For years, the public knew he was friendly with Epstein.
The emails told a different story.
The DOJ files show Mandelson, while serving as business secretary under Prime Minister Gordon Brown during the 2008 financial crisis, was feeding market-sensitive government secrets directly to a man already convicted of soliciting prostitution from a minor.
One 2010 email has Mandelson tipping Epstein that a €500 billion eurozone bailout was coming "later that night," hours before the official announcement – the kind of advance intelligence worth millions to anyone positioned to trade on it.
He forwarded an internal government memo with the note "Interesting note that's gone to the PM" – the memo detailed Britain's struggling economy and recommendations to sell off £20 billion in government assets.
In December 2009, he was actively lobbying his own government on Epstein's behalf, writing in one email: "Trying hard to amend… Treasury digging in but I am on [the] case."
The files also show Epstein sent approximately $75,000 in three separate transfers to accounts linked to Mandelson or his partner between 2003 and 2004.
Mandelson says he has "no record or recollection" of receiving that money.
Peter Mandelson Arrested After Epstein Files Expose Classified Leaks
Four days after former Prince Andrew – now stripped of his royal titles and going by Andrew Mountbatten-Windsor – was arrested on his 66th birthday for leaking sensitive government information to Epstein, London's Metropolitan Police came for Mandelson too.
Officers led him from his Camden home, searched two properties, hauled him to a police station, and questioned him for nine hours before releasing him on bail.
What makes this even more infuriating is what Prime Minister Keir Starmer knew – and when he knew it.

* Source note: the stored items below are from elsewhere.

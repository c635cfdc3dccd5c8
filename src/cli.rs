//! Command-line interface parsing for orbs-proxy
//!
//! The binary serves exactly one proxy per process. Which one, where it
//! listens and how it logs come from the command line; everything else is
//! read from the environment (see [`crate::config`]).

use std::net::SocketAddr;

use clap::Parser;
use thiserror::Error;

use crate::adapters::ProxyKind;
use crate::logging::{LogFormat, LoggingConfig};

/// Error types for CLI argument parsing
#[derive(Debug, Error)]
pub enum CliError {
    /// The specified proxy name is not recognized
    #[error(
        "Invalid proxy: '{0}'. Valid proxies: timezone, openweather, twelvedata, visualcrossing, tempest, parqet"
    )]
    InvalidProxy(String),

    /// The log format is not one of json, pretty, compact
    #[error("Invalid log format: '{0}'. Valid formats: json, pretty, compact")]
    InvalidLogFormat(String),

    /// The bind address does not parse as host:port
    #[error("Invalid bind address: '{0}'. Expected an address like 0.0.0.0:8080")]
    InvalidBind(String),
}

/// orbs-proxy - caching, rate-limited JSON proxies for third-party data APIs
#[derive(Parser, Debug)]
#[command(name = "orbs-proxy")]
#[command(about = "Caching, rate-limited JSON proxies for third-party data APIs")]
#[command(version)]
pub struct Cli {
    /// Proxy to serve
    ///
    /// Examples:
    ///   orbs-proxy --proxy timezone
    ///   orbs-proxy --proxy twelvedata --bind 127.0.0.1:9000
    ///
    /// Valid proxies: timezone, openweather, twelvedata, visualcrossing, tempest, parqet
    #[arg(long, value_name = "PROXY")]
    pub proxy: String,

    /// Address to listen on
    #[arg(long, value_name = "ADDR", default_value = "0.0.0.0:8080")]
    pub bind: String,

    /// Log level or filter directives; RUST_LOG takes precedence
    #[arg(long, value_name = "LEVEL", default_value = "info")]
    pub log_level: String,

    /// Log output format: json, pretty or compact
    #[arg(long, value_name = "FORMAT", default_value = "pretty")]
    pub log_format: String,
}

/// Configuration derived from CLI arguments for application startup
#[derive(Debug, Clone)]
pub struct StartupConfig {
    pub proxy: ProxyKind,
    pub bind: SocketAddr,
    pub logging: LoggingConfig,
}

/// Parses a proxy name argument into a ProxyKind.
///
/// # Arguments
/// * `s` - The proxy name from CLI
///
/// # Returns
/// * `Ok(ProxyKind)` if the name matches a supported proxy
/// * `Err(CliError::InvalidProxy)` if it doesn't
pub fn parse_proxy_arg(s: &str) -> Result<ProxyKind, CliError> {
    ProxyKind::from_str(s).ok_or_else(|| CliError::InvalidProxy(s.to_string()))
}

/// Parses a log format argument.
pub fn parse_log_format_arg(s: &str) -> Result<LogFormat, CliError> {
    LogFormat::from_str(s).ok_or_else(|| CliError::InvalidLogFormat(s.to_string()))
}

impl StartupConfig {
    /// Creates a StartupConfig from parsed CLI arguments.
    ///
    /// # Arguments
    /// * `cli` - The parsed CLI struct
    ///
    /// # Returns
    /// * `Ok(StartupConfig)` with validated settings
    /// * `Err(CliError)` for the first invalid argument
    pub fn from_cli(cli: &Cli) -> Result<Self, CliError> {
        let proxy = parse_proxy_arg(&cli.proxy)?;
        let bind = cli
            .bind
            .parse::<SocketAddr>()
            .map_err(|_| CliError::InvalidBind(cli.bind.clone()))?;
        let format = parse_log_format_arg(&cli.log_format)?;

        Ok(StartupConfig {
            proxy,
            bind,
            logging: LoggingConfig::new()
                .with_level(cli.log_level.clone())
                .with_format(format),
        })
    }
}

#[cfg(test)]
mod tests {
    use super::*;

    #[test]
    fn test_parse_proxy_arg_every_proxy() {
        for kind in ProxyKind::ALL {
            assert_eq!(parse_proxy_arg(kind.name()).unwrap(), kind);
        }
    }

    #[test]
    fn test_parse_proxy_arg_case_insensitive() {
        assert_eq!(parse_proxy_arg("TwelveData").unwrap(), ProxyKind::TwelveData);
    }

    #[test]
    fn test_parse_proxy_arg_invalid() {
        let result = parse_proxy_arg("mlb");
        assert!(result.is_err());
        let err = result.unwrap_err();
        assert!(err.to_string().contains("Invalid proxy"));
        assert!(err.to_string().contains("mlb"));
    }

    #[test]
    fn test_parse_log_format_arg_invalid() {
        let err = parse_log_format_arg("xml").unwrap_err();
        assert!(err.to_string().contains("Invalid log format"));
    }

    #[test]
    fn test_cli_parse_defaults() {
        let cli = Cli::parse_from(["orbs-proxy", "--proxy", "timezone"]);
        assert_eq!(cli.proxy, "timezone");
        assert_eq!(cli.log_level, "info");
        assert_eq!(cli.log_format, "pretty");
    }

    #[test]
    fn test_cli_requires_proxy() {
        assert!(Cli::try_parse_from(["orbs-proxy"]).is_err());
    }

    #[test]
    fn test_startup_config_from_cli() {
        let cli = Cli::parse_from([
            "orbs-proxy",
            "--proxy",
            "parqet",
            "--bind",
            "127.0.0.1:9000",
            "--log-level",
            "debug",
            "--log-format",
            "json",
        ]);
        let config = StartupConfig::from_cli(&cli).unwrap();
        assert_eq!(config.proxy, ProxyKind::Parqet);
        assert_eq!(config.bind, "127.0.0.1:9000".parse::<SocketAddr>().unwrap());
        assert_eq!(config.logging.level, "debug");
        assert_eq!(config.logging.format, LogFormat::Json);
    }

    #[test]
    fn test_startup_config_from_cli_invalid_bind() {
        let cli = Cli::parse_from(["orbs-proxy", "--proxy", "timezone", "--bind", "nowhere"]);
        let result = StartupConfig::from_cli(&cli);
        assert!(matches!(result, Err(CliError::InvalidBind(_))));
    }

    #[test]
    fn test_startup_config_from_cli_invalid_proxy() {
        let cli = Cli::parse_from(["orbs-proxy", "--proxy", "invalid"]);
        let result = StartupConfig::from_cli(&cli);
        assert!(matches!(result, Err(CliError::InvalidProxy(_))));
    }
}
//! Application configuration
//!
//! Read from a JSON file when one is given; every field has a default so a
//! partial file is fine.

use serde::{Deserialize, Serialize};
use std::fs;
use std::path::Path;
use std::time::{Duration, TryFromFloatSecsError};

use crate::save::{DataType, SaveDirectory, SaveError, SlotOptions};

#[derive(Debug, Clone, Serialize, Deserialize)]
#[serde(default)]
pub struct AppConfig {
    /// Quit when escape is held
    pub escape_exits_application: bool,
    pub save: SaveConfig,
    pub slot: SlotOptions,
    /// Delay before the external save test runs
    pub external_test_delay_secs: f32,
}

impl Default for AppConfig {
    fn default() -> Self {
        AppConfig {
            escape_exits_application: true,
            save: SaveConfig::default(),
            slot: SlotOptions::default(),
            external_test_delay_secs: 5.0,
        }
    }
}

impl AppConfig {
    pub fn from_file(path: impl AsRef<Path>) -> Result<Self, SaveError> {
        let path = path.as_ref();
        let json = fs::read_to_string(path)?;
        let config_error = |message: String| SaveError::Config {
            path: path.to_path_buf(),
            message,
        };

        let config: AppConfig =
            serde_json::from_str(&json).map_err(|e| config_error(e.to_string()))?;
        config.external_test_delay().map_err(|e| {
            config_error(format!(
                "external_test_delay_secs {}: {}",
                config.external_test_delay_secs, e
            ))
        })?;
        Ok(config)
    }

    /// Fails for negative, non-finite or out-of-range values
    pub fn external_test_delay(&self) -> Result<Duration, TryFromFloatSecsError> {
        Duration::try_from_secs_f32(self.external_test_delay_secs)
    }
}

/// Startup defaults for the save manager
#[derive(Debug, Clone, Serialize, Deserialize)]
#[serde(default)]
pub struct SaveConfig {
    /// Folder name under the platform data and cache directories
    pub app_name: String,
    pub default_path: SaveDirectory,
    pub default_data_type: DataType,
    pub default_file_name: String,
}

impl Default for SaveConfig {
    fn default() -> Self {
        SaveConfig {
            app_name: env!("CARGO_PKG_NAME").to_string(),
            default_path: SaveDirectory::PersistentDataPath,
            default_data_type: DataType::Json,
            default_file_name: "save".to_string(),
        }
    }
}
//! Save manager for handling save/load operations
//!
//! This module provides the SaveManager struct which handles:
//! - The registry of named `SaveData` handles
//! - Saving a registered handle to a file in the current format
//! - Loading a file back into the registry
//! - Save file listing for the current directory

use chrono::{DateTime, Local};
use std::collections::HashMap;
use std::fs;
use std::path::{Component, Path, PathBuf};
use std::rc::Rc;

use super::data::{SaveData, SaveDataHandle};
use super::directories::{DirectoryTable, SaveDirectory};
use super::format;
use super::types::{DataType, SaveError};
use crate::config::SaveConfig;

/// Result of a `save` call that didn't fail
#[derive(Debug, Clone, PartialEq, Eq)]
pub enum SaveOutcome {
    Written(PathBuf),
    /// File already existed and overwriting was disabled
    Skipped(PathBuf),
}

pub struct SaveManager {
    directories: DirectoryTable,
    default_path: SaveDirectory,
    default_data_type: DataType,
    default_file_name: String,
    registry: HashMap<String, SaveDataHandle>,
}

impl SaveManager {
    /// Creates a manager using the platform directories for `config.app_name`
    pub fn new(config: &SaveConfig) -> Self {
        Self::with_directories(config, DirectoryTable::resolve(&config.app_name))
    }

    pub fn with_directories(config: &SaveConfig, directories: DirectoryTable) -> Self {
        SaveManager {
            directories,
            default_path: config.default_path,
            default_data_type: config.default_data_type,
            default_file_name: config.default_file_name.clone(),
            registry: HashMap::new(),
        }
    }

    pub fn set_default_data_type(&mut self, data_type: DataType) {
        self.default_data_type = data_type;
    }

    pub fn set_default_file_name(&mut self, file_name: &str) {
        self.default_file_name = file_name.to_string();
    }

    pub fn set_default_path(&mut self, path: SaveDirectory) {
        self.default_path = path;
    }

    pub fn default_data_type(&self) -> DataType {
        self.default_data_type
    }

    /// Registers `save_data` under `name`
    ///
    /// - name unknown: the caller's handle becomes the registry entry
    /// - name known, `overwrite`: the registry entry is replaced by the caller's
    /// - name known, no `overwrite`: the caller's handle is replaced by the
    ///   registry's, so both share one instance
    pub fn register_save_data(
        &mut self,
        name: &str,
        save_data: &mut SaveDataHandle,
        overwrite: bool,
    ) {
        if !overwrite {
            if let Some(existing) = self.registry.get(name) {
                *save_data = Rc::clone(existing);
                return;
            }
        }
        self.registry.insert(name.to_string(), Rc::clone(save_data));
    }

    /// Registers a fresh empty `SaveData` under `name` and returns the handle
    /// now registered there (the existing one if `name` is taken)
    pub fn register_new(&mut self, name: &str) -> SaveDataHandle {
        let mut handle = SaveData::new().into_handle();
        self.register_save_data(name, &mut handle, false);
        handle
    }

    pub fn get_save_data(&self, name: &str) -> Option<SaveDataHandle> {
        self.registry.get(name).cloned()
    }

    pub fn is_registered(&self, name: &str) -> bool {
        self.registry.contains_key(name)
    }

    /// Builds `{base directory}/{file name}{extension}`
    ///
    /// An empty `file_path` uses the default file name. The name must be
    /// relative and stay inside the base directory.
    pub fn resolve_path(&self, file_path: &str) -> Result<PathBuf, SaveError> {
        let file_name = if file_path.is_empty() {
            self.default_file_name.as_str()
        } else {
            file_path
        };

        let path = Path::new(file_name);
        let confined = path
            .components()
            .all(|component| matches!(component, Component::Normal(_) | Component::CurDir));
        // `components` normalizes away a trailing "/" or "/.", so check the raw text
        let last_segment = file_name.rsplit(std::path::is_separator).next().unwrap_or("");
        let names_a_file = !matches!(last_segment, "" | "." | "..");
        if !confined || !names_a_file {
            return Err(SaveError::InvalidFileName(file_name.to_string()));
        }

        let base = self.directories.get(self.default_path)?;
        let full_name = format!("{}{}", file_name, self.default_data_type.extension());
        Ok(base.join(full_name))
    }

    /// Writes the data registered under `name` in the current format
    pub fn save(
        &self,
        name: &str,
        file_path: &str,
        overwrite_existing_file: bool,
    ) -> Result<SaveOutcome, SaveError> {
        let path = self.resolve_path(file_path)?;

        if !overwrite_existing_file && path.exists() {
            log::info!(
                "Failed to save: File exists and isn't overwritten: {}",
                path.display()
            );
            return Ok(SaveOutcome::Skipped(path));
        }

        let handle = self
            .registry
            .get(name)
            .ok_or_else(|| SaveError::NotRegistered(name.to_string()))?;
        let bytes = format::encode(self.default_data_type, &handle.borrow())?;

        if let Some(parent) = path.parent() {
            fs::create_dir_all(parent)?;
        }
        fs::write(&path, bytes)?;

        log::info!("Saved '{}' to: {}", name, path.display());
        Ok(SaveOutcome::Written(path))
    }

    /// Reads a file in the current format into the registry under `name`
    ///
    /// Returns `Ok(None)` when the file doesn't exist. A successful load
    /// registers a new handle; holders of the previous one keep the old data
    /// until they re-register.
    pub fn load(&mut self, name: &str, file_path: &str) -> Result<Option<SaveDataHandle>, SaveError> {
        let path = self.resolve_path(file_path)?;

        if !path.exists() {
            log::info!("Failed to load: File does not exist: {}", path.display());
            return Ok(None);
        }

        let bytes = fs::read(&path)?;
        let handle = format::decode(self.default_data_type, &bytes)?.into_handle();
        self.registry.insert(name.to_string(), Rc::clone(&handle));

        log::info!("Loaded '{}' from: {}", name, path.display());
        Ok(Some(handle))
    }

    /// Check if a save file exists for the given name in the current settings
    pub fn save_exists(&self, file_path: &str) -> bool {
        self.resolve_path(file_path)
            .map(|path| path.exists())
            .unwrap_or(false)
    }

    /// List all save files in the current directory, newest first
    pub fn list_saves(&self) -> Result<Vec<SaveFileInfo>, SaveError> {
        let directory = self.directories.get(self.default_path)?;
        let mut saves = Vec::new();

        if !directory.exists() {
            return Ok(saves);
        }

        for entry in fs::read_dir(directory)? {
            let entry = entry?;
            let path = entry.path();

            let Some(data_type) = path
                .extension()
                .and_then(|ext| ext.to_str())
                .and_then(DataType::from_extension)
            else {
                continue;
            };
            let Some(file_name) = path.file_stem().and_then(|stem| stem.to_str()) else {
                continue;
            };

            let modified: DateTime<Local> = entry.metadata()?.modified()?.into();
            saves.push(SaveFileInfo {
                file_name: file_name.to_string(),
                data_type,
                modified,
                path: path.clone(),
            });
        }

        saves.sort_by(|a, b| b.modified.cmp(&a.modified));

        Ok(saves)
    }
}

#[derive(Debug, Clone)]
pub struct SaveFileInfo {
    /// Name without extension, as passed to `save`/`load`
    pub file_name: String,
    pub data_type: DataType,
    pub modified: DateTime<Local>,
    pub path: PathBuf,
}

impl SaveFileInfo {
    pub fn modified_label(&self) -> String {
        self.modified.format("%Y-%m-%d %H:%M:%S").to_string()
    }
}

Starmer appointed Mandelson as Britain's ambassador to the United States in January 2025, knowing he had an Epstein connection.
He fired him in September 2025 when more damaging emails surfaced.
Starmer now claims he would never have made the appointment had he known the full story – but his own chief of staff, Morgan McSweeney, already resigned over the scandal, and Starmer faces growing calls to step down himself.
The EU has separately ordered its anti-fraud office to investigate Mandelson for his time as EU trade commissioner from 2004 to 2008, meaning the legal exposure just got wider and the exits are closing fast.
Epstein Files Resignations Mount Worldwide While DOJ Makes Zero Arrests
Here is the scoreboard since the DOJ dropped the files.
Norway's former Prime Minister Thorbjørn Jagland has been criminally charged with gross corruption.
The World Economic Forum's president and CEO, Børge Brende – the man who ran Davos – resigned on February 26th.
Goldman Sachs' top lawyer, Kathy Ruemmler – a former White House counsel to Barack Obama who called Epstein "Uncle Jeffrey" and accepted gifts from him – resigned on February 12th.
Former Harvard president Larry Summers announced he is stepping down from teaching at the end of the academic year.
France's former culture minister Jack Lang is under criminal investigation for suspected money laundering tied to an offshore company set up with Epstein's help.
Slovakia's national security adviser resigned. Norway's ambassador to Jordan resigned after Epstein allegedly left $10 million to her children in his will. London police arrested a former British royal and a former Cabinet minister in the same week.
And in the United States? Not one arrest. Not one charge. Not one criminal investigation launched.
Republican Rep. Thomas Massie stood on the House floor and demanded answers from the Justice Department, pointing directly at the arrests in Britain and the corruption charges in Norway.
"I've not seen any arrests from the revelations in the Epstein files," Massie said, "over three million documents describing horrible things – describing unspeakable things."
He called out by name the Americans he believes should be investigated: former Apollo Global executive Leon Black, ex-Barclays CEO Jes Staley, and retail mogul Les Wexner – who was listed as a suspected "secondary co-conspirator" in the DOJ's own FBI documents, and whom the FBI apparently told they had no questions for.
Deputy Attorney General Todd Blanche answered on February 1st: the DOJ is not considering any charges from the Epstein files.
"There's a lot of correspondence. There's a lot of emails. There's a lot of horrible photographs," Blanche said – and then explained that none of it "allow us necessarily to prosecute somebody."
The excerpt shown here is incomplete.